Friday, October 30, 2009

Sophia's Rash - Tuesday, 13 October 2009

Sophia's Rash

So, Sophia developed a rash shortly after we arrived. I didn't think much of it, it seemed similar to a rash I get when I go running in cold weather. But slowly it has been spreading all over her stomach, onto her sides and back, and it itches her terribly. I didn't have lotion, and I was putting my face moisturizer on her for a while, but finally I bought lotion. And finally, today, I decided to take her to see the school nurse. I'd been waiting it out, and it looked like it was getting better, but it still looks pretty bad.

So, I took my assistant as a translator, and we went to the nurse. The nurse prescribed us medicine and told us to go see a dermatologist at the hospital. I talked to Valerie, who had had a rash during her first week here, and had seen the nurse. She had been prescribed medicine and told to go to the dermatologist at the hospital. She did, and all the dermatologist did was say to take the medicine and see if it got better, which it did.

So I decided to take the wait-and-see approach. We were out of food at our apartment, and I knew I had to leave on time (5:30) so we could get to the supermarket and not get home too late on a school night. Now we also had to go to the pharmacy, which luckily I knew where it is located (right by the supermarket) and have miraculously remembered the Russian word for pharmacy.

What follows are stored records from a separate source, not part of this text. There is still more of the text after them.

//! Usage-time pipeline.

use super::StepLog;
use crate::error::{AnalyticsError, Result};
use crate::events::UsageTimeData;
use crate::metrics::{
    usage_time_slot, EACH_USAGE_TIME_DISTRIBUTION, MIN_USAGE_SECONDS, USAGE_COUNT,
    USAGE_TIME_TOTAL,
};
use counter_store::AnalyticsStore;
use std::sync::Arc;

/// Translates usage-time reports into counter writes
#[derive(Clone)]
pub struct UsagePipeline {
    store: Arc<dyn AnalyticsStore>,
}

impl UsagePipeline {
    pub fn new(store: Arc<dyn AnalyticsStore>) -> Self {
        Self { store }
    }

    /// Handle one resolved usage report. Returns `false` when the report was
    /// dropped as noise.
    pub async fn handle(&self, data: &UsageTimeData) -> Result<bool> {
        let metadata = &data.metadata;
        let tenant = metadata.app_id.as_str();
        let date = metadata.date_timestamp;
        let seconds = data.seconds;

        if seconds.is_infinite() {
            return Err(AnalyticsError::validation("usage seconds must be finite"));
        }
        // NaN fails the comparison and is dropped too
        if !(seconds >= MIN_USAGE_SECONDS) {
            tracing::debug!(tenant, device_id = %metadata.device_id, seconds, "Dropping short usage report");
            return Ok(false);
        }

        let mut steps = StepLog::new("usage_time", tenant, &metadata.device_id);
        let store = &self.store;

        steps.record(
            "device_usage",
            store.add_device_usage(tenant, &metadata.device_id, date, seconds).await,
        );
        steps.record(USAGE_COUNT, store.add_simple(tenant, USAGE_COUNT, date, 1.0).await);
        steps.record(USAGE_TIME_TOTAL, store.add_simple(tenant, USAGE_TIME_TOTAL, date, seconds).await);
        steps.record(
            EACH_USAGE_TIME_DISTRIBUTION,
            store
                .add_slot(tenant, EACH_USAGE_TIME_DISTRIBUTION, usage_time_slot(seconds), date, 1.0)
                .await,
        );

        steps.finish()?;
        Ok(true)
    }
}

#[cfg(test)]
mod tests {
    use super::*;
    use crate::events::EventMetadata;
    use counter_store::{ActivityStore, CounterStore, MemoryStore};

    const DATE: i64 = 1_710_000_000;

    fn report(device_id: &str, seconds: f64) -> UsageTimeData {
        UsageTimeData {
            metadata: EventMetadata {
                app_id: "app".into(),
                device_id: device_id.into(),
                channel: "c".into(),
                platform: "android".into(),
                version: "1".into(),
                user_id: String::new(),
                timestamp: DATE + 60,
                date_timestamp: DATE,
            },
            seconds,
        }
    }

    #[tokio::test]
    async fn test_usage_report_updates_counters() {
        let store = Arc::new(MemoryStore::new());
        let pipeline = UsagePipeline::new(store.clone());

        assert!(pipeline.handle(&report("d1", 3.0)).await.unwrap());
        assert!(pipeline.handle(&report("d1", 1801.0)).await.unwrap());

        assert_eq!(store.sum_simple("app", USAGE_COUNT, DATE, DATE).await.unwrap(), 2.0);
        assert_eq!(store.sum_simple("app", USAGE_TIME_TOTAL, DATE, DATE).await.unwrap(), 1804.0);
        let span = store.span_slot("app", EACH_USAGE_TIME_DISTRIBUTION, DATE, DATE).await.unwrap();
        assert_eq!(span[&DATE]["1-3"], 1.0);
        assert_eq!(span[&DATE]["1800+"], 1.0);
        assert_eq!(store.device_usage("app", DATE).await.unwrap(), vec![1804.0]);
    }

    #[tokio::test]
    async fn test_short_reports_are_dropped() {
        let store = Arc::new(MemoryStore::new());
        let pipeline = UsagePipeline::new(store.clone());

        assert!(!pipeline.handle(&report("d1", 0.09)).await.unwrap());
        assert!(!pipeline.handle(&report("d1", f64::NAN)).await.unwrap());
        assert!(pipeline.handle(&report("d1", f64::INFINITY)).await.is_err());

        assert_eq!(store.sum_simple("app", USAGE_COUNT, DATE, DATE).await.unwrap(), 0.0);
        assert!(store.device_usage("app", DATE).await.unwrap().is_empty());
    }
}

However, around 5:00 the principal came and told me that my desk would be delivered at 5:30, so we had to hurry on home. Plus, the guy who would fix the heater would be there around 6:00. So we hurried home and found the desk guys waiting in a truck. They didn't ask for Tenge, and they quickly set up the desk. The Russian word for desk and table is the same--stol (long o sound). And the desk isn't much different from a table--no drawers. I've noticed that none of the teachers' desks have drawers; they all have mini cabinets next to the desks.

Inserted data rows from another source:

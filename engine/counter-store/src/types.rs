//! Record and result types shared by every store backend.

use serde::{Deserialize, Serialize};
use std::collections::{BTreeMap, HashMap};
use std::fmt;
use std::str::FromStr;

/// Reserved slot that backs simple counters.
pub const SIMPLE_COUNTER_SLOT: &str = "defaultSlot";

/// Suffix appended to operator-defined metric names so they never collide
/// with built-in metric names.
pub const CUSTOM_METRIC_SUFFIX: &str = "__customized";

/// Slot values for one date.
pub type SlotCounter = HashMap<String, f64>;

/// Slot values keyed by date.
pub type SlotSpan = BTreeMap<i64, SlotCounter>;

/// Scalar values keyed by date.
pub type DateSeries = BTreeMap<i64, f64>;

/// Per-dimension, per-date, per-value sums.
pub type CpvBreakdown = BTreeMap<CpvDimension, BTreeMap<i64, HashMap<String, f64>>>;

/// Channel, platform and version of the client that produced an event.
#[derive(Debug, Clone, PartialEq, Eq, Hash, Serialize, Deserialize)]
pub struct CpvKey {
    pub channel: String,
    pub platform: String,
    pub version: String,
}

impl CpvKey {
    pub fn new(
        channel: impl Into<String>,
        platform: impl Into<String>,
        version: impl Into<String>,
    ) -> Self {
        Self { channel: channel.into(), platform: platform.into(), version: version.into() }
    }

    /// Value of one dimension of the key.
    pub fn get(&self, dimension: CpvDimension) -> &str {
        match dimension {
            CpvDimension::Channel => &self.channel,
            CpvDimension::Platform => &self.platform,
            CpvDimension::Version => &self.version,
        }
    }
}

/// One axis of a CPV counter.
#[derive(Debug, Clone, Copy, PartialEq, Eq, PartialOrd, Ord, Hash, Serialize, Deserialize)]
#[serde(rename_all = "lowercase")]
pub enum CpvDimension {
    Channel,
    Platform,
    Version,
}

impl CpvDimension {
    pub const ALL: [CpvDimension; 3] =
        [CpvDimension::Channel, CpvDimension::Platform, CpvDimension::Version];

    pub fn as_str(&self) -> &'static str {
        match self {
            CpvDimension::Channel => "channel",
            CpvDimension::Platform => "platform",
            CpvDimension::Version => "version",
        }
    }
}

/// Storage shape of a metric.
#[derive(Debug, Clone, Copy, PartialEq, Eq, Hash, Serialize, Deserialize)]
#[serde(rename_all = "lowercase")]
pub enum MetricKind {
    Simple,
    Slot,
    Cpv,
}

impl MetricKind {
    pub fn as_str(&self) -> &'static str {
        match self {
            MetricKind::Simple => "simple",
            MetricKind::Slot => "slot",
            MetricKind::Cpv => "cpv",
        }
    }
}

impl fmt::Display for MetricKind {
    fn fmt(&self, f: &mut fmt::Formatter<'_>) -> fmt::Result {
        f.write_str(self.as_str())
    }
}

impl FromStr for MetricKind {
    type Err = String;

    fn from_str(s: &str) -> Result<Self, Self::Err> {
        match s {
            "simple" => Ok(MetricKind::Simple),
            "slot" => Ok(MetricKind::Slot),
            "cpv" => Ok(MetricKind::Cpv),
            other => Err(format!("unknown metric kind: {other}")),
        }
    }
}

/// Outcome of an insert-if-absent write.
///
/// Exactly one concurrent caller observes `already_existed == false` for a
/// given key.
#[derive(Debug, Clone, Copy, PartialEq, Eq)]
pub struct UpsertOutcome {
    pub already_existed: bool,
}

impl UpsertOutcome {
    pub fn inserted() -> Self {
        Self { already_existed: false }
    }

    pub fn existed() -> Self {
        Self { already_existed: true }
    }

    /// True when this call created the record.
    pub fn was_inserted(&self) -> bool {
        !self.already_existed
    }
}

/// One row of the append-only open-app log.
#[derive(Debug, Clone, PartialEq, Serialize, Deserialize)]
pub struct OpenAppLogEntry {
    pub device_id: String,
    pub timestamp: i64,
    pub channel: String,
    pub platform: String,
    pub version: String,
    pub user_id: String,
}

/// Last-known attribution of a device. `created_at` is fixed at first sighting.
#[derive(Debug, Clone, PartialEq, Serialize, Deserialize)]
pub struct DeviceAttribution {
    pub device_id: String,
    pub channel: String,
    pub platform: String,
    pub version: String,
    pub user_id: String,
    pub created_at: i64,
    pub updated_at: i64,
}

/// Operator-declared metric that tenant clients may write to.
#[derive(Debug, Clone, PartialEq, Serialize, Deserialize)]
#[serde(rename_all = "camelCase")]
pub struct CustomMetricDefinition {
    pub name: String,
    pub display_name: String,
    #[serde(rename = "type")]
    pub kind: MetricKind,
    #[serde(default)]
    pub slots: Vec<String>,
    #[serde(default)]
    pub channels: Vec<String>,
    #[serde(default)]
    pub versions: Vec<String>,
}

impl CustomMetricDefinition {
    /// Name under which the metric's counters are stored.
    pub fn storage_name(&self) -> String {
        custom_storage_name(&self.name)
    }
}

/// Maps an operator-facing metric name to its internal counter name.
pub fn custom_storage_name(name: &str) -> String {
    format!("{name}{CUSTOM_METRIC_SUFFIX}")
}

So the table guys were gone well before 6:00, but the heater guy never showed up. So at 7:00 we finally set out. I had to decide: pharmacy or supermarket? Medicine or food? Because it was late and I was in no mood to go to both. Sophia was hungry, so I chose food.

The next day, we managed to go to the pharmacy on our way to school, but they only had one of the two medicines. When we arrived at the school, we ran into the nurse, who speaks no English, so I couldn't explain why we hadn't gone to the hospital or taken the medicine. She was able to let us know that she had the other medicine in her room, so we first unpacked and then went to her room.

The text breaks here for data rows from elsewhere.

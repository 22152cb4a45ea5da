//! # Analytics CLI Binary
//!
//! Command-line interface for querying and maintaining usage analytics.

use anyhow::Result;
use clap::Parser;
use usage_analytics::cli::{init_logging, Cli, CliHandler};

#[tokio::main]
async fn main() -> Result<()> {
    // Parse CLI arguments
    let cli = Cli::parse();
    let config = cli.load_config()?;

    // Initialize logging
    init_logging(&config.logging);

    // Create CLI handler
    let handler = CliHandler::new(config).await?;

    // Handle command
    handler.handle_command(cli.command).await?;

    Ok(())
}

The nurse wasn't in her room, but her assistant was, who got the medicine--some strange-looking black tablets. She tried to get Sophia to swallow one. What a joke. Sophia sputtered and cries and finally managed to accidentally swallow a piece of one. Then she tried to get Sophia to swallow one of the the little white pills that I got at the pharmacy. This would be humorous, if Sophia weren't so upset, and if she didn't spit out the water and pill on the assistant. (Sophia says she didn't spit--spitting implies intent--but simply coughed. Well, it spewed quite a distant, and the assistant got quite wet.)

She then gave up, and as we were leaving we ran into the nurse, and I couldn't explain why Sophia hadn't taken the pills, so back we went into the nurse's room, where the assistant explained. Then the nurse went to her cabinet and took out liquid medicine! Hooray! Sophia happily drank this. Then the nurse explained that we can stir the black tablets in water and she can drink. So that's better.

Then went back to my classroom, and I had my Kazakh teacher write down what I now need from the pharmacist--a liquid version of whatever the white pills are.

So was it worth going to the nurse? Time will tell.